Playlists: 'wikidatacon2019' videos starting here / audio / related events

Chemistry has long been an important domain-specific corner in the Wikipedia and Wikidata communities. The two are not tightly linked, though increasingly information from Wikidata shows up on Wikipedia ChemBoxes. We have been using Wikidata content in our research into human metabolism and metabolic diseases. This requires the information about metabolites in Wikidata to be accurate. We have been using cheminformatics to support our manual work to add missing information and compounds and curate existing knowledge.

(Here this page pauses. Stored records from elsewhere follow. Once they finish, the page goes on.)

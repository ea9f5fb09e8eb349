pub mod http;

use async_trait::async_trait;
use rust_decimal::Decimal;
use serde::{Deserialize, Serialize};
use uuid::Uuid;

use crate::error::RailError;
use crate::ledger::models::AssetCode;
use crate::settlement::models::{OperationKind, SettlementOperation};

pub use http::HttpRailAdapter;

/// Provider-facing payout instruction. Built once per operation; the token
/// stays the same across every retry so the provider never double-executes.
#[derive(Debug, Clone, Serialize)]
pub struct RailPayout {
    pub token: String,
    pub operation_id: Uuid,
    pub user_id: Uuid,
    pub kind: OperationKind,
    pub asset: AssetCode,
    #[serde(with = "rust_decimal::serde::float")]
    pub amount: Decimal,
    pub destination: Option<String>,
    pub target_asset: Option<AssetCode>,
    #[serde(with = "rust_decimal::serde::float_option")]
    pub counter_amount: Option<Decimal>,
}

impl From<&SettlementOperation> for RailPayout {
    fn from(op: &SettlementOperation) -> Self {
        Self {
            token: op.provider_token.clone(),
            operation_id: op.id,
            user_id: op.user_id,
            kind: op.kind,
            asset: op.asset,
            amount: op.amount,
            destination: op.destination.clone(),
            target_asset: op.target_asset,
            counter_amount: op.counter_amount,
        }
    }
}

/// Provider acknowledgement of an accepted submission.
#[derive(Debug, Clone)]
pub struct RailReceipt {
    pub provider_ref: String,
    pub provider_state: RailProviderState,
}

#[derive(Debug, Clone, Copy, PartialEq, Eq, Deserialize)]
#[serde(rename_all = "lowercase")]
pub enum RailProviderState {
    /// Executed synchronously
    Completed,
    /// Accepted, completing asynchronously; the callback or the status query
    /// carries the terminal outcome
    Processing,
}

/// Terminal-or-not status of a submitted payout, as reported by the
/// provider's status endpoint. Used by the reconciliation pass.
#[derive(Debug, Clone)]
pub enum RailStatus {
    Settled { provider_ref: String },
    Declined { code: String, reason: String },
    Pending,
}

/// Narrow interface to the payout/swap provider. Owns all provider-payload
/// translation; callers never see raw provider shapes, and every error comes
/// back as a typed `RailError`.
#[async_trait]
pub trait RailAdapter: Send + Sync {
    /// Submit a payout. `Declined` is the only error that licenses
    /// compensation; `Transient` and `Unknown` mean the debit may already
    /// have happened on the provider side.
    async fn submit(&self, payout: &RailPayout) -> Result<RailReceipt, RailError>;

    /// Query the provider's view of a previously submitted token.
    async fn status(&self, token: &str) -> Result<RailStatus, RailError>;
}
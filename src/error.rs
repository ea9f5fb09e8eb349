use axum::{
    http::StatusCode,
    response::{IntoResponse, Response},
    Json,
};
use serde::Serialize;
use thiserror::Error;

use crate::ledger::models::AssetCode;

/// Top-level error type for the entire application
#[derive(Error, Debug)]
pub enum AppError {
    #[error("Database error: {0}")]
    Database(#[from] sqlx::Error),

    #[error("Ledger error: {0}")]
    Ledger(#[from] LedgerError),

    #[error("Idempotency error: {0}")]
    Idempotency(#[from] IdempotencyError),

    #[error("Settlement error: {0}")]
    Settlement(#[from] SettlementError),

    #[error("Guard check failed: {0}")]
    Guard(#[from] GuardError),

    #[error("Rail adapter error: {0}")]
    Rail(#[from] RailError),

    #[error("Lock error: {0}")]
    Lock(#[from] LockError),

    #[error("Configuration error: {0}")]
    Config(String),

    #[error("Internal error: {0}")]
    Internal(String),

    #[error("Not found: {0}")]
    NotFound(String),

    #[error("Invalid input: {0}")]
    InvalidInput(String),

    #[error("External error: {0}")]
    ExternalError(String),
}

/// Ledger-related errors
#[derive(Error, Debug)]
pub enum LedgerError {
    #[error("Insufficient funds: required {required}, available {available}")]
    InsufficientFunds { required: String, available: String },

    #[error("No balance record for {asset:?}")]
    NoBalance { asset: AssetCode },

    #[error("Pending underflow on {asset:?}: tried to move {amount}")]
    PendingUnderflow { asset: AssetCode, amount: String },

    #[error("Amount must be positive, got {0}")]
    NonPositiveAmount(String),
}

/// Idempotency store errors
#[derive(Error, Debug)]
pub enum IdempotencyError {
    #[error("Idempotency key does not match the expected token format")]
    MalformedKey,

    #[error("Request with this idempotency key is still in progress")]
    InProgress,
}

/// Settlement state machine errors
#[derive(Error, Debug)]
pub enum SettlementError {
    #[error("Operation not found: {0}")]
    NotFound(String),

    #[error("Invalid state transition: {from} -> {to}")]
    InvalidTransition { from: String, to: String },

    #[error("Operation is terminal in state {0}")]
    AlreadyTerminal(String),

    #[error("Unsupported swap pair: {from:?} -> {to:?}")]
    UnsupportedPair { from: AssetCode, to: AssetCode },
}

/// Pre-flight guard failures. These all map to a REJECTED operation with
/// zero ledger side effects.
#[derive(Error, Debug)]
pub enum GuardError {
    #[error("Validation failed: {0}")]
    Validation(String),

    #[error("Authentication denied")]
    AuthenticationDenied,

    #[error("Limit exceeded: {0}")]
    LimitExceeded(String),
}

/// External rail errors. Raw provider payloads never cross this boundary.
#[derive(Error, Debug)]
pub enum RailError {
    #[error("Provider declined: [{code}] {reason}")]
    Declined { code: String, reason: String },

    #[error("Provider transient failure: {0}")]
    Transient(String),

    #[error("Provider outcome unknown: {0}")]
    Unknown(String),
}

/// Distributed mutex errors
#[derive(Error, Debug)]
pub enum LockError {
    #[error("Could not acquire lease '{0}' within the wait bound")]
    AcquireTimeout(String),

    #[error("Lease '{0}' is no longer held by this owner")]
    LeaseLost(String),
}

/// API error response structure
#[derive(Serialize)]
pub struct ErrorResponse {
    pub error: String,
    pub error_code: String,
    #[serde(skip_serializing_if = "Option::is_none")]
    pub details: Option<serde_json::Value>,
}

impl IntoResponse for AppError {
    fn into_response(self) -> Response {
        let (status, error_code, message, details) = match &self {
            AppError::Idempotency(IdempotencyError::MalformedKey) => (
                StatusCode::BAD_REQUEST,
                "IDEMPOTENCY_KEY_INVALID",
                self.to_string(),
                None,
            ),
            AppError::Idempotency(IdempotencyError::InProgress) => (
                StatusCode::CONFLICT,
                "REQUEST_IN_PROGRESS",
                self.to_string(),
                None,
            ),
            AppError::Ledger(LedgerError::InsufficientFunds { required, available }) => (
                StatusCode::BAD_REQUEST,
                "INSUFFICIENT_FUNDS",
                "Insufficient available balance".to_string(),
                Some(serde_json::json!({
                    "required": required,
                    "available": available,
                })),
            ),
            AppError::Guard(GuardError::Validation(msg)) => (
                StatusCode::BAD_REQUEST,
                "VALIDATION_FAILED",
                msg.clone(),
                None,
            ),
            AppError::Guard(GuardError::AuthenticationDenied) => (
                StatusCode::UNAUTHORIZED,
                "AUTH_DENIED",
                "Authentication factors rejected".to_string(),
                None,
            ),
            AppError::Guard(GuardError::LimitExceeded(msg)) => (
                StatusCode::TOO_MANY_REQUESTS,
                "LIMIT_EXCEEDED",
                msg.clone(),
                None,
            ),
            AppError::Settlement(SettlementError::NotFound(id)) => (
                StatusCode::NOT_FOUND,
                "OPERATION_NOT_FOUND",
                format!("Operation not found: {}", id),
                None,
            ),
            AppError::NotFound(what) => (
                StatusCode::NOT_FOUND,
                "NOT_FOUND",
                what.clone(),
                None,
            ),
            AppError::InvalidInput(msg) => (
                StatusCode::BAD_REQUEST,
                "INVALID_INPUT",
                msg.clone(),
                None,
            ),
            AppError::Database(_) => (
                StatusCode::INTERNAL_SERVER_ERROR,
                "DATABASE_ERROR",
                "A database error occurred".to_string(),
                None,
            ),
            // Rail failures reach the caller only as the operation snapshot;
            // an error response here means the engine itself gave up.
            AppError::Rail(_) => (
                StatusCode::BAD_GATEWAY,
                "RAIL_UNAVAILABLE",
                "Settlement rail unavailable".to_string(),
                None,
            ),
            _ => (
                StatusCode::INTERNAL_SERVER_ERROR,
                "INTERNAL_ERROR",
                "An internal error occurred".to_string(),
                None,
            ),
        };

        let body = Json(ErrorResponse {
            error: message,
            error_code: error_code.to_string(),
            details,
        });

        (status, body).into_response()
    }
}

impl From<anyhow::Error> for AppError {
    fn from(error: anyhow::Error) -> Self {
        AppError::Internal(format!("Error converting: {:?}", error))
    }
}

impl From<rust_decimal::Error> for AppError {
    fn from(error: rust_decimal::Error) -> Self {
        AppError::InvalidInput(format!("Decimal conversion error: {:?}", error))
    }
}

impl From<reqwest::Error> for AppError {
    fn from(error: reqwest::Error) -> Self {
        AppError::ExternalError(format!("HTTP request error: {:?}", error))
    }
}

impl From<sqlx::migrate::MigrateError> for AppError {
    fn from(error: sqlx::migrate::MigrateError) -> Self {
        AppError::Internal(format!("Migration error: {:?}", error))
    }
}

/// Result type alias for the application
pub type AppResult<T> = Result<T, AppError>;
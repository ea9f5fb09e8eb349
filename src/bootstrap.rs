use sqlx::{postgres::PgPoolOptions, PgPool};
use std::sync::Arc;
use std::time::Duration;
use tracing::{info, warn};

use crate::{
    api::handler::AppState,
    audit::{AuditLog, AuditSink, MemoryAuditSink, PgAuditSink},
    config::Config,
    error::AppResult,
    idempotency::{IdempotencyStore, MemoryIdempotencyStore, PgIdempotencyStore},
    ledger::{LedgerStore, MemoryLedger, PgLedger},
    locks::{DistributedMutex, MemoryMutex, PgMutex},
    notify::{EmailNotifier, NoopNotifier, NotificationDispatcher},
    oracle::{CachedPriceOracle, HttpPriceOracle, PriceOracle},
    rail::HttpRailAdapter,
    risk::{
        AuthValidator, HttpAuthValidator, HttpLimitChecker, LimitChecker,
        PermissiveAuth, PermissiveLimits,
    },
    settlement::{engine::EngineConfig, reconciler::Reconciler, SettlementEngine},
};

pub async fn initialize_app_state(config: &Config) -> AppResult<AppState> {
    info!("Initializing application components ...");

    // Shared stores: Postgres when configured, in-memory for single-process
    // development. A process-local idempotency map breaks correctness the
    // moment a second instance runs, so production always sets DATABASE_URL.
    let pool = match &config.database_url {
        Some(url) => Some(initialize_database(url).await?),
        None => {
            warn!("⚠️  DATABASE_URL not set - using in-memory stores (single process only)");
            None
        }
    };

    let (ledger, idempotency, mutex, audit_sink): (
        Arc<dyn LedgerStore>,
        Arc<dyn IdempotencyStore>,
        Arc<dyn DistributedMutex>,
        Arc<dyn AuditSink>,
    ) = match &pool {
        Some(pool) => (
            Arc::new(PgLedger::new(pool.clone())),
            Arc::new(PgIdempotencyStore::new(
                pool.clone(),
                config.idempotency_ttl_secs,
            )),
            Arc::new(PgMutex::new(pool.clone())),
            Arc::new(PgAuditSink::new(pool.clone())),
        ),
        None => (
            Arc::new(MemoryLedger::new()),
            Arc::new(MemoryIdempotencyStore::new(config.idempotency_ttl_secs)),
            Arc::new(MemoryMutex::new()),
            Arc::new(MemoryAuditSink::new()),
        ),
    };
    let audit = AuditLog::spawn(audit_sink);
    info!("✅ Ledger, idempotency store, mutex and audit log initialized");

    // Price oracle with TTL cache and markdown overlay
    let spot_oracle = Arc::new(HttpPriceOracle::new(config.oracle_base_url.clone()));
    let oracle: Arc<dyn PriceOracle> = Arc::new(CachedPriceOracle::new(
        spot_oracle,
        config.price_ttl_ms,
        config.price_markdown,
    ));
    info!(
        "✅ Price oracle initialized (ttl {}ms, markdown {})",
        config.price_ttl_ms, config.price_markdown
    );

    // External rail adapter
    let rail = Arc::new(HttpRailAdapter::new(
        config.rail_base_url.clone(),
        config.rail_api_key.clone(),
    ));
    info!("✅ Rail adapter initialized for {}", config.rail_base_url);

    // Guard collaborators: HTTP services when configured, loudly permissive
    // stubs otherwise
    let limits: Arc<dyn LimitChecker> = match &config.limit_service_url {
        Some(url) => {
            info!("✅ Limit service: {}", url);
            Arc::new(HttpLimitChecker::new(url.clone()))
        }
        None => {
            warn!("⚠️  LIMIT_SERVICE_URL not set - limit checks are permissive");
            Arc::new(PermissiveLimits)
        }
    };
    let auth: Arc<dyn AuthValidator> = match &config.auth_service_url {
        Some(url) => {
            info!("✅ Auth validator: {}", url);
            Arc::new(HttpAuthValidator::new(url.clone()))
        }
        None => {
            warn!("⚠️  AUTH_SERVICE_URL not set - factor checks are permissive");
            Arc::new(PermissiveAuth)
        }
    };

    let notifier: Arc<dyn NotificationDispatcher> = match &config.notify_api_key {
        Some(api_key) => {
            info!("✅ Email notifier initialized");
            Arc::new(EmailNotifier::new(
                api_key.clone(),
                config.notify_from_email.clone(),
            ))
        }
        None => {
            warn!("⚠️  NOTIFY_API_KEY not set - notifications are logged only");
            Arc::new(NoopNotifier)
        }
    };

    let engine = Arc::new(SettlementEngine::new(
        ledger,
        idempotency.clone(),
        rail,
        mutex,
        oracle,
        limits,
        auth,
        notifier,
        audit,
        EngineConfig {
            fee_bps: config.fee_bps,
            min_fee_usd: config.min_fee_usd,
            reconcile_after_secs: config.reconcile_after_secs,
            ..EngineConfig::default()
        },
    ));
    info!("✅ Settlement engine initialized");

    // Background reconciliation of ambiguous rail outcomes
    Reconciler::new(engine.clone(), config.reconcile_interval_secs).start();
    info!(
        "✅ Reconciler started (every {}s, submitted > {}s)",
        config.reconcile_interval_secs, config.reconcile_after_secs
    );

    // Hourly idempotency TTL sweep
    tokio::spawn(async move {
        loop {
            tokio::time::sleep(Duration::from_secs(3600)).await;

            match idempotency.purge_expired().await {
                Ok(count) => {
                    if count > 0 {
                        info!("🗑️  Purged {} expired idempotency record(s)", count);
                    }
                }
                Err(e) => warn!("Idempotency purge failed: {:?}", e),
            }
        }
    });
    info!("✅ Idempotency purge task started (hourly)");

    Ok(AppState { engine })
}

async fn initialize_database(database_url: &str) -> AppResult<PgPool> {
    info!("📊 Connecting to database...");

    let pool = PgPoolOptions::new()
        .max_connections(50)
        .min_connections(5)
        .acquire_timeout(Duration::from_secs(30))
        .idle_timeout(Duration::from_secs(600))
        .connect(database_url)
        .await?;

    // Run migrations
    info!("🔄 Running database migrations...");
    sqlx::migrate!("./migrations").run(&pool).await?;

    info!("✓ Database initialized");
    Ok(pool)
}
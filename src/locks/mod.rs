pub mod postgres;

use async_trait::async_trait;
use chrono::{DateTime, Utc};
use rand::Rng;
use std::collections::HashMap;
use std::time::Duration;
use tokio::sync::RwLock;

use crate::error::{AppResult, LockError};

pub use postgres::PgMutex;

const ACQUIRE_RETRY_DELAY: Duration = Duration::from_millis(50);

/// A held lease. The owner token is what guards renew/release against a
/// competitor that stole the key after expiry.
#[derive(Debug, Clone)]
pub struct Lease {
    pub key: String,
    pub owner: String,
    pub expires_at: DateTime<Utc>,
}

pub(crate) fn new_owner_token() -> String {
    let token: u128 = rand::rng().random();
    format!("{:032x}", token)
}

/// Cross-process mutex with lease TTLs. Required only for flows spanning
/// more than one atomic ledger mutation; single-record updates are already
/// linearized by the store.
///
/// A lease is never held indefinitely: expiry makes the key stealable, and a
/// holder whose critical section may outlive the TTL must renew.
#[async_trait]
pub trait DistributedMutex: Send + Sync {
    /// One attempt; None when someone else holds an unexpired lease.
    async fn try_acquire(&self, key: &str, ttl: Duration) -> AppResult<Option<Lease>>;

    /// Extend a held lease. Fails with LeaseLost when the key expired and
    /// was taken over.
    async fn renew(&self, lease: &mut Lease, ttl: Duration) -> AppResult<()>;

    async fn release(&self, lease: Lease) -> AppResult<()>;

    /// Bounded-wait acquire: retry until `max_wait` elapses, then give up
    /// with AcquireTimeout rather than queue forever.
    async fn acquire(&self, key: &str, ttl: Duration, max_wait: Duration) -> AppResult<Lease> {
        let deadline = Utc::now()
            + chrono::Duration::from_std(max_wait)
                .unwrap_or_else(|_| chrono::Duration::seconds(30));

        loop {
            if let Some(lease) = self.try_acquire(key, ttl).await? {
                return Ok(lease);
            }
            if Utc::now() >= deadline {
                return Err(LockError::AcquireTimeout(key.to_string()).into());
            }
            tokio::time::sleep(ACQUIRE_RETRY_DELAY).await;
        }
    }
}

struct Held {
    owner: String,
    expires_at: DateTime<Utc>,
}

/// Single-process mutex with the same lease semantics as the Postgres one.
pub struct MemoryMutex {
    leases: RwLock<HashMap<String, Held>>,
}

impl MemoryMutex {
    pub fn new() -> Self {
        Self {
            leases: RwLock::new(HashMap::new()),
        }
    }
}

impl Default for MemoryMutex {
    fn default() -> Self {
        Self::new()
    }
}

#[async_trait]
impl DistributedMutex for MemoryMutex {
    async fn try_acquire(&self, key: &str, ttl: Duration) -> AppResult<Option<Lease>> {
        let mut leases = self.leases.write().await;
        let now = Utc::now();

        if let Some(held) = leases.get(key) {
            if held.expires_at > now {
                return Ok(None);
            }
            // Expired lease: stealable
        }

        let owner = new_owner_token();
        let expires_at = now + chrono::Duration::from_std(ttl).unwrap_or_else(|_| {
            chrono::Duration::seconds(10)
        });

        leases.insert(
            key.to_string(),
            Held {
                owner: owner.clone(),
                expires_at,
            },
        );

        Ok(Some(Lease {
            key: key.to_string(),
            owner,
            expires_at,
        }))
    }

    async fn renew(&self, lease: &mut Lease, ttl: Duration) -> AppResult<()> {
        let mut leases = self.leases.write().await;

        match leases.get_mut(&lease.key) {
            Some(held) if held.owner == lease.owner => {
                let expires_at = Utc::now()
                    + chrono::Duration::from_std(ttl)
                        .unwrap_or_else(|_| chrono::Duration::seconds(10));
                held.expires_at = expires_at;
                lease.expires_at = expires_at;
                Ok(())
            }
            _ => Err(LockError::LeaseLost(lease.key.clone()).into()),
        }
    }

    async fn release(&self, lease: Lease) -> AppResult<()> {
        let mut leases = self.leases.write().await;
        if leases
            .get(&lease.key)
            .map(|held| held.owner == lease.owner)
            .unwrap_or(false)
        {
            leases.remove(&lease.key);
        }
        Ok(())
    }
}

#[cfg(test)]
mod tests {
    use super::*;
    use crate::error::AppError;
    use std::sync::Arc;

    const TTL: Duration = Duration::from_millis(200);

    #[tokio::test]
    async fn test_second_acquire_is_blocked() {
        let mutex = MemoryMutex::new();

        let lease = mutex.try_acquire("op:1", TTL).await.unwrap();
        assert!(lease.is_some());
        assert!(mutex.try_acquire("op:1", TTL).await.unwrap().is_none());
        // Different key is unrelated
        assert!(mutex.try_acquire("op:2", TTL).await.unwrap().is_some());
    }

    #[tokio::test]
    async fn test_release_frees_the_key() {
        let mutex = MemoryMutex::new();

        let lease = mutex.try_acquire("op:1", TTL).await.unwrap().unwrap();
        mutex.release(lease).await.unwrap();
        assert!(mutex.try_acquire("op:1", TTL).await.unwrap().is_some());
    }

    #[tokio::test]
    async fn test_expired_lease_is_stealable() {
        let mutex = MemoryMutex::new();

        let stale = mutex
            .try_acquire("op:1", Duration::from_millis(30))
            .await
            .unwrap()
            .unwrap();

        tokio::time::sleep(Duration::from_millis(60)).await;

        let stolen = mutex.try_acquire("op:1", TTL).await.unwrap();
        assert!(stolen.is_some());

        // The original holder lost its renew and release rights
        let mut stale = stale;
        let err = mutex.renew(&mut stale, TTL).await.unwrap_err();
        assert!(matches!(err, AppError::Lock(LockError::LeaseLost(_))));
    }

    #[tokio::test]
    async fn test_renew_extends_the_lease() {
        let mutex = MemoryMutex::new();

        let mut lease = mutex
            .try_acquire("op:1", Duration::from_millis(80))
            .await
            .unwrap()
            .unwrap();

        tokio::time::sleep(Duration::from_millis(50)).await;
        mutex.renew(&mut lease, TTL).await.unwrap();
        tokio::time::sleep(Duration::from_millis(60)).await;

        // Past the original TTL but inside the renewed one
        assert!(mutex.try_acquire("op:1", TTL).await.unwrap().is_none());
    }

    #[tokio::test]
    async fn test_acquire_wait_is_bounded() {
        let mutex = Arc::new(MemoryMutex::new());
        let _held = mutex.try_acquire("op:1", Duration::from_secs(10)).await.unwrap();

        let err = mutex
            .acquire("op:1", TTL, Duration::from_millis(150))
            .await
            .unwrap_err();
        assert!(matches!(err, AppError::Lock(LockError::AcquireTimeout(_))));
    }

    #[tokio::test]
    async fn test_acquire_wins_after_release() {
        let mutex = Arc::new(MemoryMutex::new());
        let lease = mutex.try_acquire("op:1", Duration::from_secs(10)).await.unwrap().unwrap();

        let waiter = {
            let mutex = mutex.clone();
            tokio::spawn(async move {
                mutex
                    .acquire("op:1", TTL, Duration::from_secs(2))
                    .await
                    .is_ok()
            })
        };

        tokio::time::sleep(Duration::from_millis(80)).await;
        mutex.release(lease).await.unwrap();

        assert!(waiter.await.unwrap());
    }
}
//! Wire encoding: property maps, visit bodies, event bodies.

use proptest::prelude::*;
use serde_json::json;

use ahoy_client::encoding::{encode, encode_value};
use ahoy_client::protocol::{EventRequest, VisitRequest, VisitResponse};
use ahoy_core::{ApplicationEnvironment, Event, Properties, ScalarValue, TokenPair, Visit};
use test_fixtures::{epoch_plus, VISITOR_UUID, VISIT_UUID_1};

// ─── Helpers ───────────────────────────────────────────────

fn env() -> ApplicationEnvironment {
    ApplicationEnvironment::new("iOS", "9.9.99", "16.0.2")
}

fn visit(params: Option<Properties>) -> Visit {
    Visit::new(TokenPair::new(VISITOR_UUID, VISIT_UUID_1), params)
}

fn visit_body(visit: &Visit) -> String {
    let env = env();
    serde_json::to_string(&VisitRequest::new(visit, &env)).unwrap()
}

fn fixed_prefix() -> String {
    format!(
        r#"{{"visitor_token":"{VISITOR_UUID}","visit_token":"{VISIT_UUID_1}","platform":"iOS","app_version":"9.9.99","os_version":"16.0.2""#
    )
}

// ─── Scalar encoding ───────────────────────────────────────

#[test]
fn scalars_encode_to_natural_json() {
    assert_eq!(encode_value(&ScalarValue::from("a")), json!("a"));
    assert_eq!(encode_value(&ScalarValue::from(7)), json!(7));
    assert_eq!(encode_value(&ScalarValue::from(1.5)), json!(1.5));
    assert_eq!(encode_value(&ScalarValue::from(true)), json!(true));
    assert_eq!(encode_value(&ScalarValue::Float(f64::NAN)), json!(null));
    assert_eq!(encode_value(&ScalarValue::Float(f64::INFINITY)), json!(null));
}

#[test]
fn encode_keeps_keys_sorted() {
    let mut props = Properties::new();
    props.insert("zeta".into(), 1.into());
    props.insert("alpha".into(), "x".into());
    props.insert("mid".into(), false.into());

    let encoded = encode(&props);
    assert_eq!(encoded, json!({"alpha": "x", "mid": false, "zeta": 1}));
    assert_eq!(
        serde_json::to_string(&encoded).unwrap(),
        r#"{"alpha":"x","mid":false,"zeta":1}"#
    );
}

#[test]
fn dates_become_iso_strings() {
    let mut props = Properties::new();
    props.insert("signed_up".into(), epoch_plus(86_400).into());
    assert_eq!(encode(&props), json!({"signed_up": "1970-01-02T00:00:00Z"}));
}

// ─── Visit body ────────────────────────────────────────────

#[test]
fn visit_body_without_params_has_fixed_fields_in_order() {
    let body = visit_body(&visit(None));
    assert_eq!(body, format!("{}}}", fixed_prefix()));
}

#[test]
fn visit_params_follow_fixed_fields_sorted() {
    let mut first = Properties::new();
    first.insert("utm_source".into(), "some-place".into());
    first.insert("source".into(), 3.into());

    let mut second = Properties::new();
    second.insert("source".into(), 3.into());
    second.insert("utm_source".into(), "some-place".into());

    let a = visit_body(&visit(Some(first)));
    let b = visit_body(&visit(Some(second)));

    assert_eq!(a, b);
    assert_eq!(
        a,
        format!(r#"{},"source":3,"utm_source":"some-place"}}"#, fixed_prefix())
    );
}

#[test]
fn visit_params_cannot_shadow_fixed_fields() {
    let mut params = Properties::new();
    params.insert("platform".into(), "spoofed".into());
    params.insert("visit_token".into(), "other".into());
    params.insert("campaign".into(), "spring".into());

    let body = visit_body(&visit(Some(params)));
    assert_eq!(body, format!(r#"{},"campaign":"spring"}}"#, fixed_prefix()));
}

#[test]
fn visit_response_ignores_extra_fields() {
    let response: VisitResponse = serde_json::from_str(
        r#"{"visit_token":"b","visitor_token":"a","platform":"iOS","extra":1}"#,
    )
    .unwrap();
    assert_eq!(TokenPair::from(response), TokenPair::new("a", "b"));
}

// ─── Event body ────────────────────────────────────────────

#[test]
fn event_body_with_user_id() {
    let visit = visit(None).with_user_id(Some("12345".into()));
    let mut props = Properties::new();
    props.insert("123".into(), 456.into());
    let events = vec![Event::new("test", props, epoch_plus(0))];

    let body = serde_json::to_string(&EventRequest::new(&visit, &events)).unwrap();
    assert_eq!(
        body,
        format!(
            r#"{{"visitor_token":"{VISITOR_UUID}","visit_token":"{VISIT_UUID_1}","events":[{{"name":"test","properties":{{"123":456}},"time":"1970-01-01T00:00:00Z","user_id":"12345"}}]}}"#
        )
    );
}

#[test]
fn event_body_without_user_id_and_with_event_id() {
    let visit = visit(None);
    let events = vec![
        Event::new("first", Properties::new(), epoch_plus(1)).with_id("evt-1"),
        Event::new("second", Properties::new(), epoch_plus(2)),
    ];

    let value = serde_json::to_value(EventRequest::new(&visit, &events)).unwrap();
    assert_eq!(
        value["events"],
        json!([
            {"id": "evt-1", "name": "first", "properties": {}, "time": "1970-01-01T00:00:01Z"},
            {"name": "second", "properties": {}, "time": "1970-01-01T00:00:02Z"},
        ])
    );

    let text = serde_json::to_string(&EventRequest::new(&visit, &events)).unwrap();
    assert!(text.contains(r#"{"id":"evt-1","name":"first""#));
    assert!(!text.contains("user_id"));
}

// ─── Properties ────────────────────────────────────────────

proptest! {
    #[test]
    fn visit_body_is_fixed_prefix_then_sorted_params(
        params in prop::collection::btree_map("[a-z_]{1,12}", any::<i64>(), 0..8)
    ) {
        let props: Properties = params
            .iter()
            .map(|(k, v)| (k.clone(), ScalarValue::from(*v)))
            .collect();
        let body = visit_body(&visit(Some(props)));
        prop_assert!(body.starts_with(&fixed_prefix()));

        let parsed: serde_json::Value = serde_json::from_str(&body).unwrap();
        let object = parsed.as_object().unwrap();
        for (key, value) in &params {
            if ahoy_client::protocol::VISIT_FIXED_FIELDS.contains(&key.as_str()) {
                continue;
            }
            prop_assert_eq!(object.get(key), Some(&json!(value)));
        }

        // Caller keys appear in ascending order after the fixed fields.
        let mut last_pos = fixed_prefix().len();
        for key in params.keys() {
            if ahoy_client::protocol::VISIT_FIXED_FIELDS.contains(&key.as_str()) {
                continue;
            }
            let needle = format!(r#","{key}":"#);
            let pos = body[last_pos..].find(&needle).map(|p| p + last_pos);
            prop_assert!(pos.is_some());
            last_pos = pos.unwrap_or(last_pos);
        }
    }
}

In this presentation it will be shown how the Chemistry Development Kit (Q2383032), Bioclipse (Q1769726), and QuickStatements (Q20084080) have been used in the past two years for these purposes ( We will demonstrate this infrastructure of Open Source tools, and how it can be used for using the Simplified molecular input line entry specification (Q466769) and International Chemical Identifier (Q203250) information to: link out to external databases (e.g. the EPA CompTox Chemistry Dashboard (Q26998510), MassBank (Q24088019), LIPID MAPS (Q20968889), etc); add physicochemical properties; add missing InChIs and chemical formulas using the SMILES; add new compounds based on a SMILES; and, detect incorrect or inconsistent information in Wikidata items on chemical compounds.